● **THE PROBLEM**
Give the data again, word for word.

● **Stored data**

//! Form body assembly.
//!
//! Reads an `application/x-www-form-urlencoded` body into one contiguous
//! buffer before parameter parsing. A declared Content-Length is read in
//! full; a chunked body is accumulated frame by frame. Both are bounded by
//! the configured maximum POST size.

use std::fmt;

use bytes::{Buf, Bytes, BytesMut};
use http::header::{CONTENT_LENGTH, TRANSFER_ENCODING};
use http::HeaderMap;
use http_body_util::BodyExt;
use hyper::body::Body;
use tracing::debug;

/// Media type parsed from form bodies.
pub const FORM_URLENCODED: &str = "application/x-www-form-urlencoded";

/// Initial buffer size for chunked bodies.
const CHUNKED_INITIAL_CAPACITY: usize = 256;

/// Upper bound on the up-front allocation for a declared Content-Length.
/// Larger bodies grow the buffer as frames arrive.
const FIXED_MAX_PREALLOC: usize = 64 * 1024;

/// Why a body could not be assembled.
#[derive(Debug, Clone, PartialEq, Eq)]
pub enum BodyError {
    /// Body is larger than the configured maximum.
    TooLarge { limit: usize },
    /// Stream ended before Content-Length bytes arrived.
    Incomplete { expected: usize, received: usize },
    /// Underlying stream failed (client disconnect and similar).
    Read(String),
}

impl fmt::Display for BodyError {
    fn fmt(&self, f: &mut fmt::Formatter<'_>) -> fmt::Result {
        match self {
            BodyError::TooLarge { limit } => write!(f, "body exceeds {} bytes", limit),
            BodyError::Incomplete { expected, received } => {
                write!(f, "body ended after {} of {} bytes", received, expected)
            }
            BodyError::Read(msg) => write!(f, "body read failed: {}", msg),
        }
    }
}

impl std::error::Error for BodyError {}

/// Outcome of reading a form body.
#[derive(Debug, Clone, Default, PartialEq, Eq)]
pub enum FormBody {
    /// No body, or not one that should be parsed.
    #[default]
    Empty,
    /// Complete body bytes.
    Data(Bytes),
    /// Body was present but unusable; parameter parsing marks itself failed.
    Rejected(BodyError),
}

impl FormBody {
    #[inline]
    pub fn is_rejected(&self) -> bool {
        matches!(self, FormBody::Rejected(_))
    }

    #[inline]
    pub fn data(&self) -> Option<&Bytes> {
        match self {
            FormBody::Data(bytes) => Some(bytes),
            _ => None,
        }
    }
}

/// Check whether a Content-Type header denotes a urlencoded form.
/// Parameters after `;` are ignored.
pub fn is_form_urlencoded(content_type: &str) -> bool {
    let media_type = content_type.split(';').next().unwrap_or_default().trim();
    media_type.eq_ignore_ascii_case(FORM_URLENCODED)
}

/// Declared Content-Length, if present and valid.
pub fn content_length(headers: &HeaderMap) -> Option<usize> {
    headers
        .get(CONTENT_LENGTH)
        .and_then(|v| v.to_str().ok())
        .and_then(|v| v.trim().parse().ok())
}

/// Whether the final transfer coding is `chunked`.
pub fn is_chunked(headers: &HeaderMap) -> bool {
    headers
        .get(TRANSFER_ENCODING)
        .and_then(|v| v.to_str().ok())
        .and_then(|v| v.rsplit(',').next())
        .map(|coding| coding.trim().eq_ignore_ascii_case("chunked"))
        .unwrap_or(false)
}

/// Read the request body according to its framing headers.
///
/// `max_post_size` of `None` means unlimited.
pub async fn collect_form_body<B>(headers: &HeaderMap, body: B, max_post_size: Option<usize>) -> FormBody
where
    B: Body + Unpin,
    B::Error: fmt::Display,
{
    let result = match content_length(headers) {
        Some(len) if len > 0 => read_fixed(body, len, max_post_size).await,
        _ if is_chunked(headers) => read_chunked(body, max_post_size).await,
        _ => Ok(None),
    };

    match result {
        Ok(Some(bytes)) => FormBody::Data(bytes),
        Ok(None) => FormBody::Empty,
        Err(e) => {
            debug!(error = %e, "form body rejected");
            FormBody::Rejected(e)
        }
    }
}

async fn read_fixed<B>(mut body: B, len: usize, max: Option<usize>) -> Result<Option<Bytes>, BodyError>
where
    B: Body + Unpin,
    B::Error: fmt::Display,
{
    if let Some(limit) = max {
        if len > limit {
            return Err(BodyError::TooLarge { limit });
        }
    }

    let mut buf = BytesMut::with_capacity(len.min(FIXED_MAX_PREALLOC));
    while buf.len() < len {
        let Some(frame) = body.frame().await else {
            break;
        };
        let frame = frame.map_err(|e| BodyError::Read(e.to_string()))?;
        if let Ok(mut data) = frame.into_data() {
            let chunk = data.copy_to_bytes(data.remaining());
            let take = chunk.len().min(len - buf.len());
            buf.extend_from_slice(&chunk[..take]);
        }
    }

    if buf.len() < len {
        return Err(BodyError::Incomplete {
            expected: len,
            received: buf.len(),
        });
    }
    Ok(Some(buf.freeze()))
}

async fn read_chunked<B>(mut body: B, max: Option<usize>) -> Result<Option<Bytes>, BodyError>
where
    B: Body + Unpin,
    B::Error: fmt::Display,
{
    let mut buf = BytesMut::with_capacity(CHUNKED_INITIAL_CAPACITY);
    while let Some(frame) = body.frame().await {
        let frame = frame.map_err(|e| BodyError::Read(e.to_string()))?;
        if let Ok(mut data) = frame.into_data() {
            let chunk = data.copy_to_bytes(data.remaining());
            if let Some(limit) = max {
                if buf.len() + chunk.len() > limit {
                    return Err(BodyError::TooLarge { limit });
                }
            }
            buf.extend_from_slice(&chunk);
        }
    }

    if buf.is_empty() {
        return Ok(None);
    }
    Ok(Some(buf.freeze()))
}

● **OUTPUT BELOW**
//! Form body assembly.
//!
//! Reads an `application/x-www-form-urlencoded` body into one contiguous
//! buffer before parameter parsing. A declared Content-Length is read in
//! full; a chunked body is accumulated frame by frame. Both are bounded by
//! the configured maximum POST size.

use std::fmt;

use bytes::{Buf, Bytes, BytesMut};
use http::header::{CONTENT_LENGTH, TRANSFER_ENCODING};
use http::HeaderMap;
use http_body_util::BodyExt;
use hyper::body::Body;
use tracing::debug;

/// Media type parsed from form bodies.
pub const FORM_URLENCODED: &str = "application/x-www-form-urlencoded";

/// Initial buffer size for chunked bodies.
const CHUNKED_INITIAL_CAPACITY: usize = 256;

/// Upper bound on the up-front allocation for a declared Content-Length.
/// Larger bodies grow the buffer as frames arrive.
const FIXED_MAX_PREALLOC: usize = 64 * 1024;

/// Why a body could not be assembled.
#[derive(Debug, Clone, PartialEq, Eq)]
pub enum BodyError {
    /// Body is larger than the configured maximum.
    TooLarge { limit: usize },
    /// Stream ended before Content-Length bytes arrived.
    Incomplete { expected: usize, received: usize },
    /// Underlying stream failed (client disconnect and similar).
    Read(String),
}

impl fmt::Display for BodyError {
    fn fmt(&self, f: &mut fmt::Formatter<'_>) -> fmt::Result {
        match self {
            BodyError::TooLarge { limit } => write!(f, "body exceeds {} bytes", limit),
            BodyError::Incomplete { expected, received } => {
                write!(f, "body ended after {} of {} bytes", received, expected)
            }
            BodyError::Read(msg) => write!(f, "body read failed: {}", msg),
        }
    }
}

impl std::error::Error for BodyError {}

/// Outcome of reading a form body.
#[derive(Debug, Clone, Default, PartialEq, Eq)]
pub enum FormBody {
    /// No body, or not one that should be parsed.
    #[default]
    Empty,
    /// Complete body bytes.
    Data(Bytes),
    /// Body was present but unusable; parameter parsing marks itself failed.
    Rejected(BodyError),
}

impl FormBody {
    #[inline]
    pub fn is_rejected(&self) -> bool {
        matches!(self, FormBody::Rejected(_))
    }

    #[inline]
    pub fn data(&self) -> Option<&Bytes> {
        match self {
            FormBody::Data(bytes) => Some(bytes),
            _ => None,
        }
    }
}

/// Check whether a Content-Type header denotes a urlencoded form.
/// Parameters after `;` are ignored.
pub fn is_form_urlencoded(content_type: &str) -> bool {
    let media_type = content_type.split(';').next().unwrap_or_default().trim();
    media_type.eq_ignore_ascii_case(FORM_URLENCODED)
}

/// Declared Content-Length, if present and valid.
pub fn content_length(headers: &HeaderMap) -> Option<usize> {
    headers
        .get(CONTENT_LENGTH)
        .and_then(|v| v.to_str().ok())
        .and_then(|v| v.trim().parse().ok())
}

/// Whether the final transfer coding is `chunked`.
pub fn is_chunked(headers: &HeaderMap) -> bool {
    headers
        .get(TRANSFER_ENCODING)
        .and_then(|v| v.to_str().ok())
        .and_then(|v| v.rsplit(',').next())
        .map(|coding| coding.trim().eq_ignore_ascii_case("chunked"))
        .unwrap_or(false)
}

/// Read the request body according to its framing headers.
///
/// `max_post_size` of `None` means unlimited.
pub async fn collect_form_body<B>(headers: &HeaderMap, body: B, max_post_size: Option<usize>) -> FormBody
where
    B: Body + Unpin,
    B::Error: fmt::Display,
{
    let result = match content_length(headers) {
        Some(len) if len > 0 => read_fixed(body, len, max_post_size).await,
        _ if is_chunked(headers) => read_chunked(body, max_post_size).await,
        _ => Ok(None),
    };

    match result {
        Ok(Some(bytes)) => FormBody::Data(bytes),
        Ok(None) => FormBody::Empty,
        Err(e) => {
            debug!(error = %e, "form body rejected");
            FormBody::Rejected(e)
        }
    }
}

async fn read_fixed<B>(mut body: B, len: usize, max: Option<usize>) -> Result<Option<Bytes>, BodyError>
where
    B: Body + Unpin,
    B::Error: fmt::Display,
{
    if let Some(limit) = max {
        if len > limit {
            return Err(BodyError::TooLarge { limit });
        }
    }

    let mut buf = BytesMut::with_capacity(len.min(FIXED_MAX_PREALLOC));
    while buf.len() < len {
        let Some(frame) = body.frame().await else {
            break;
        };
        let frame = frame.map_err(|e| BodyError::Read(e.to_string()))?;
        if let Ok(mut data) = frame.into_data() {
            let chunk = data.copy_to_bytes(data.remaining());
            let take = chunk.len().min(len - buf.len());
            buf.extend_from_slice(&chunk[..take]);
        }
    }

    if buf.len() < len {
        return Err(BodyError::Incomplete {
            expected: len,
            received: buf.len(),
        });
    }
    Ok(Some(buf.freeze()))
}

async fn read_chunked<B>(mut body: B, max: Option<usize>) -> Result<Option<Bytes>, BodyError>
where
    B: Body + Unpin,
    B::Error: fmt::Display,
{
    let mut buf = BytesMut::with_capacity(CHUNKED_INITIAL_CAPACITY);
    while let Some(frame) = body.frame().await {
        let frame = frame.map_err(|e| BodyError::Read(e.to_string()))?;
        if let Ok(mut data) = frame.into_data() {
            let chunk = data.copy_to_bytes(data.remaining());
            if let Some(limit) = max {
                if buf.len() + chunk.len() > limit {
                    return Err(BodyError::TooLarge { limit });
                }
            }
            buf.extend_from_slice(&chunk);
        }
    }

    if buf.is_empty() {
        return Ok(None);
    }
    Ok(Some(buf.freeze()))
}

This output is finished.